The government is also getting on with calmly and methodically implementing the budget.
The government has decided to give practical effect to the fuel excise indexation budget measure by way of tariff proposals to be validated by parliament within 12 months.
The government announced as part of the 2014-15 budget that it would reintroduce the indexation of fuel duty excise.
Funding constraints at all levels of government have become a significant impediment to the provision of the infrastructure that Australia needs to bolster the productive capacity of the economy and prosperity for the 21st century.
To provide a secure funding source for road infrastructure, the government is committed to reintroducing the biannual indexation of fuel excise to the consumer price index.
To give effect to this commitment, earlier today the government tabled fuel excise and customs tariff proposals.
In difficult budget circumstances, this is the responsible way to immediately start building the productivity-boosting roads Australia needs.

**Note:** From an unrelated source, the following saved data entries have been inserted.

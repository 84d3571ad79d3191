//! Table layout engine and structural mutation.
//!
//! This module handles:
//! - Building the border/cell collections and their adjacency links
//! - The uniform full layout pass that seeds normalized border offsets
//! - The cheap resize pass that re-projects offsets to pixels
//! - Appending rows and columns without rebuilding the grid

mod engine;
mod mutation;

pub use engine::{LayoutContext, TableGroup, TableLayoutEngine};
impl TableGroup {
    /// Create group parameters with default metrics.
    pub fn new(id: GroupId, rows: u32, cols: u32) -> Self {
        Self {
            id,
            rows,
            cols,
            cell_spacing: 5.0,
            table_padding: 2.0,
            cell_min_size: 10.0,
        }
    }

    /// Identity carried by table-modified notifications
    pub fn id(&self) -> GroupId {
        self.id
    }

    /// Row count
    pub fn rows(&self) -> u32 {
        self.rows
    }

    /// Column count
    pub fn cols(&self) -> u32 {
        self.cols
    }

    /// Gap between adjacent cells, in pixels
    pub fn cell_spacing(&self) -> f32 {
        self.cell_spacing
    }

    /// Gap between the container edges and the outer cells, in pixels
    pub fn table_padding(&self) -> f32 {
        self.table_padding
    }

    /// Minimum cell extent enforced while dragging borders
    pub fn cell_min_size(&self) -> f32 {
        self.cell_min_size
    }
}

/// Whether a layout pass runs interactively or during bulk state
/// restoration.
///
/// Resize notifications arriving mid-restore must not cascade partial
/// layouts; the restoring caller passes `Restoring` and follows up with
/// one authoritative interactive pass.
#[derive(Debug, Clone, Copy, Default, PartialEq, Eq)]
pub enum LayoutContext {
    #[default]
    Interactive,
    Restoring,
}

/// Owns the border and cell collections of one table group and keeps
/// their geometry consistent with the container extent.
pub struct TableLayoutEngine {
    pub(crate) group: TableGroup,
    pub(crate) cells: GridIndex,
    pub(crate) vertical_borders: Vec<Border>,
    pub(crate) horizontal_borders: Vec<Border>,
    pub(crate) next_cell_id: u32,
}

This bill will make important amendments so that when a tariff proposal increases the rate of fuel duty being collected, businesses who claim fuel tax credits or grants under the Cleaner Fuels Grants Scheme continue to receive the appropriate credit or grant.
These amendments will apply to the tariff proposals tabled earlier today and any future fuel duty tariff proposal.
The amendments to fuel tax credits will continue to ensure that fuel duty is a tax on final consumption of fuel rather than a tax on business inputs.
For those businesses using fuel in off-road operations or operating a vehicle with a gross vehicle mass in excess of 4.5 tonnes, indexation of fuel duty will not increase their business costs. This is because these businesses are able to receive fuel tax credits to offset the fuel duty paid.
This removes the incidence of fuel duty for these business activities and avoids imposing additional costs on business.
If passed quickly, these amendments will ensure businesses will be able to receive fuel tax credits equal to the rate of fuel tax duty specified in the tariff proposal straight away. This will save businesses from having to claim extra fuel tax credits at a later date and avoid any negative cash flow consequences that result from the use of tariff proposals.
The bill will also make similar amendments to the operation of the Cleaner Fuels Grant Scheme.
Full details of each of these measures are contained in the explanatory memorandum.
The measures in this bill are part of the government's plan to secure Australia's future. The government is committed to building a future that is just and prosperous, which means creating the right environment in which Australian businesses can grow and flourish.
The measures in this bill are part of the government's commitment to help investors, small business and corporate Australia get on with their jobs and create opportunities so that all Australians can benefit.